Sat | Jan 29, 2022

Thanksgiving service for Karen Smith Oct 6

Tribute set for Sunday

Published:Friday | September 24, 2021 | 12:07 AMYasmine Peru/Senior Gleaner Writer
A thanksgiving service for the late Karen Smith will take place October 6.
A thanksgiving service for the late Karen Smith will take place October 6.

A thanksgiving service for Jamaica’s songbird, Karen Smith, will be held on Wednesday, October 6, at 11 a.m. Renowned bass player Clifton ‘Jackie’ Jackson, Smith’s widower, confirmed that the service will be streamed live from the St James Parish Church in Montego Bay, a sanctuary that holds many treasured memories for the family. Her mother, Barbara Smith, has been the organist at that church for more than 30 years.

Smith, a former president of the Jamaica Federation of Musicians and Affiliates Union (JFMAU), passed away on September 11 after losing a year-long battle with colon cancer. She was 61.

“Because of the COVID-19 protocols, we will be able to only accommodate family members and a few specially invited guests inside the church,” Jackson explained, adding that a tribute is set for September 26.

Jackie Jackson Entertainment, in association with Bunny Rose Entertainment, will pay tribute to “the golden girl” on Sunday starting at 6 p.m. Jamaica time, in the virtual space, with a repeat at 9 p.m. on PBC television. Members of Smith’s immediate and musical family will share fond memories of her in-between videos of some of her showstopping performances.

“Karen’s mother, me, Courtni [their daughter] and one of my twin daughters will represent the family, and of course some of Karen’s friends from St Hugh’s and other persons in the music fraternity will all recall the good times,” Jackson said.

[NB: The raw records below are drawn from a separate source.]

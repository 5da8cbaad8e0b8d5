use crate::config::ConfigError;
use thiserror::Error;

#[derive(Error, Debug)]
pub enum CliError {
    #[error("Failed to read the configuration file: {0}")]
    ConfigFileRead(#[from] std::io::Error),

    #[error("Invalid run configuration: {0}")]
    InvalidConfig(#[from] ConfigError),

    #[error("Failed to deserialize JSON input: {0}")]
    ConfigDeserialize(#[from] serde_json::Error),

    #[error("Schema error: {0}")]
    Schema(#[from] model::SchemaError),

    #[error("Schema/data document error: {0}")]
    Codec(#[from] schema::CodecError),

    #[error("CSV load error: {0}")]
    File(#[from] connectors::FileError),

    #[error("Migration engine error: {0}")]
    Engine(#[from] engine::EngineError),

    #[error("Unexpected error: {0}")]
    Unexpected(String),

    #[error("Shutdown requested")]
    ShutdownRequested,

    #[error("Configuration error: {0}")]
    Config(String),
}

impl CliError {
    /// Maps onto the CLI's documented exit codes: `1` general failure,
    /// `2` invalid arguments, `3` not found.
    pub fn exit_code(&self) -> crate::shutdown::ExitCode {
        use crate::shutdown::ExitCode;
        match self {
            CliError::InvalidConfig(_) | CliError::Config(_) => ExitCode::InvalidArguments,
            CliError::ConfigFileRead(e) if e.kind() == std::io::ErrorKind::NotFound => {
                ExitCode::NotFound
            }
            CliError::ShutdownRequested => ExitCode::GeneralFailure,
            _ => ExitCode::GeneralFailure,
        }
    }
}
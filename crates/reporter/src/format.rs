//! Output format selection (spec §4.8): chosen once per run, never mixed.

#[derive(Debug, Clone, Copy, PartialEq, Eq)]
pub enum OutputFormat {
    Human,
    Ndjson,
}

#[derive(Debug, Clone)]
pub struct ReporterConfig {
    pub format: OutputFormat,
    pub max_errors: usize,
    pub color: bool,
}

impl ReporterConfig {
    /// `color` defaults to enabled unless `NO_COLOR` is set (spec §6.5);
    /// ndjson output never colors regardless.
    pub fn new(format: OutputFormat) -> Self {
        let color = format == OutputFormat::Human && std::env::var_os("NO_COLOR").is_none();
        Self {
            format,
            max_errors: 10,
            color,
        }
    }

    pub fn with_max_errors(mut self, max_errors: usize) -> Self {
        self.max_errors = max_errors;
        self
    }
}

He used one word to describe his beloved – unforgettable – and emphasised that he was “at peace”.

“Karen found peace, so I am at peace. When I visited the hospital the Thursday before she passed, I was bawling, and I went to the doctor and said to them, ‘Give me the good, the bad and the ugly.’ They said the good thing was that Karen was not in any more pain, the bad thing was that they could not do any more for her, and lastly, ‘Where she is now, she not coming back.’ Believe it or not, the bawling stopped immediately. It was like you turned off a pipe. I strode out of that hospital and went straight to her mother to have a meeting. She is 86. I told her, ‘Mrs Smith, you are my mother-in-law for life.’ And she said, ‘But Jackie, I wouldn’t make you go anywhere’,” Jackson shared.


In paying tribute to Smith, Minister of Culture, Gender, Entertainment and Sport Olivia ‘Babsy’ Grange called her “one of the queens of stage performance” and noted that “whether she was performing at national or international events or in little country churches, she was always engaging, entertaining and charming”.

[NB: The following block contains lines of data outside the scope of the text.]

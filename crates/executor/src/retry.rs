//! Generic retry-with-backoff helper implementing the jitter term spec
//! §4.4 requires: `delay = min(maxDelay, baseDelay·2^attempt)·(1±jitter)`.

use rand::Rng;
use std::future::Future;
use std::time::Duration;
use tokio::time::sleep;

#[derive(Debug, Clone, Copy, PartialEq, Eq)]
pub enum RetryDisposition {
    Retry,
    Stop,
}

#[derive(Debug)]
pub enum RetryError<E> {
    Fatal(E),
    AttemptsExceeded(E),
}

#[derive(Debug, Clone)]
pub struct RetryPolicy {
    pub max_attempts: usize,
    pub base_delay: Duration,
    pub max_delay: Duration,
    /// Fractional jitter applied symmetrically around the computed delay,
    /// e.g. `0.2` means ±20%.
    pub jitter: f64,
}

impl Default for RetryPolicy {
    fn default() -> Self {
        Self {
            max_attempts: 5,
            base_delay: Duration::from_millis(250),
            max_delay: Duration::from_secs(30),
            jitter: 0.2,
        }
    }
}

impl RetryPolicy {
    pub fn new(max_attempts: usize, base_delay: Duration, max_delay: Duration, jitter: f64) -> Self {
        Self {
            max_attempts: max_attempts.max(1),
            base_delay,
            max_delay: if max_delay.is_zero() { base_delay } else { max_delay },
            jitter: jitter.clamp(0.0, 1.0),
        }
    }

    pub async fn run<F, Fut, T, E, Classifier>(
        &self,
        mut op: F,
        classify: Classifier,
    ) -> Result<T, RetryError<E>>
    where
        F: FnMut() -> Fut,
        Fut: Future<Output = Result<T, E>>,
        Classifier: Fn(&E) -> RetryDisposition,
    {
        let mut attempt = 0;
        loop {
            match op().await {
                Ok(result) => return Ok(result),
                Err(err) => match classify(&err) {
                    RetryDisposition::Stop => return Err(RetryError::Fatal(err)),
                    RetryDisposition::Retry => {
                        if attempt + 1 >= self.max_attempts {
                            return Err(RetryError::AttemptsExceeded(err));
                        }
                        sleep(self.backoff_delay(attempt)).await;
                        attempt += 1;
                    }
                },
            }
        }
    }

    pub fn backoff_delay(&self, attempt: usize) -> Duration {
        if self.base_delay.is_zero() {
            return Duration::ZERO;
        }
        let factor = 1u128 << attempt.min(10);
        let base_ms = self.base_delay.as_millis().saturating_mul(factor);
        let capped_ms = base_ms.min(self.max_delay.as_millis()) as u64;

        if self.jitter <= 0.0 {
            return Duration::from_millis(capped_ms);
        }
        let spread = (capped_ms as f64 * self.jitter).round() as i64;
        let offset = rand::thread_rng().gen_range(-spread..=spread);
        let jittered = (capped_ms as i64 + offset).max(0) as u64;
        Duration::from_millis(jittered)
    }
}

#[cfg(test)]
mod tests {
    use super::*;
    use std::sync::atomic::{AtomicUsize, Ordering};
    use std::sync::Arc;

    #[derive(Debug, Clone)]
    struct TestError(&'static str);

    #[tokio::test]
    async fn retries_transient_failure_and_succeeds() {
        let policy = RetryPolicy::new(5, Duration::from_millis(0), Duration::from_millis(0), 0.0);
        let attempts = Arc::new(AtomicUsize::new(0));
        let op_attempts = attempts.clone();

        let result = policy
            .run(
                move || {
                    let op_attempts = op_attempts.clone();
                    async move {
                        let attempt = op_attempts.fetch_add(1, Ordering::SeqCst);
                        if attempt < 2 {
                            Err(TestError("transient"))
                        } else {
                            Ok::<&'static str, TestError>("done")
                        }
                    }
                },
                |err: &TestError| match err.0 {
                    "transient" => RetryDisposition::Retry,
                    _ => RetryDisposition::Stop,
                },
            )
            .await;

        assert!(result.is_ok());
        assert_eq!(attempts.load(Ordering::SeqCst), 3);
    }

    #[tokio::test]
    async fn fatal_errors_stop_immediately() {
        let policy = RetryPolicy::default();
        let attempts = Arc::new(AtomicUsize::new(0));
        let op_attempts = attempts.clone();

        let result = policy
            .run(
                move || {
                    op_attempts.fetch_add(1, Ordering::SeqCst);
                    async move { Err::<(), TestError>(TestError("fatal")) }
                },
                |_: &TestError| RetryDisposition::Stop,
            )
            .await;

        assert!(matches!(result, Err(RetryError::Fatal(_))));
        assert_eq!(attempts.load(Ordering::SeqCst), 1);
    }

    #[tokio::test]
    async fn exhausts_after_max_attempts() {
        let policy = RetryPolicy::new(3, Duration::from_millis(0), Duration::from_millis(0), 0.0);
        let attempts = Arc::new(AtomicUsize::new(0));
        let op_attempts = attempts.clone();

        let result = policy
            .run(
                move || {
                    op_attempts.fetch_add(1, Ordering::SeqCst);
                    async move { Err::<(), TestError>(TestError("transient")) }
                },
                |_: &TestError| RetryDisposition::Retry,
            )
            .await;

        assert!(matches!(result, Err(RetryError::AttemptsExceeded(_))));
        assert_eq!(attempts.load(Ordering::SeqCst), 3);
    }
}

“In her performances and in her leadership role, Karen has left an indelible imprint on the culture, arts and entertainment landscape of Jamaica. She was an active contributor to the cause of industry development. We will always remember Karen’s legendary voice, engaging personality, enduring warmth and her advocacy.”

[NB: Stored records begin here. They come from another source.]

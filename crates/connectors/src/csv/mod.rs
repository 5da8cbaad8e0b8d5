pub mod loader;
pub mod mapping;

pub use loader::{into_batches, CsvLoader, LookupResolver, StaticLookupResolver};
pub use mapping::{ColumnMapping, ColumnMappingStatus, CsvMapping};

The JFMAU hailed Smith for being instrumental in reviving the federation a few years ago when the industry was hit by uncertainty, especially in the tourism sector.

“She took up the baton and fought for the rights of entertainers all across the country. She began the process of standardising the music industry, and the JFMAU is proud to continue to build on this vision,” president Lowell Lawson said.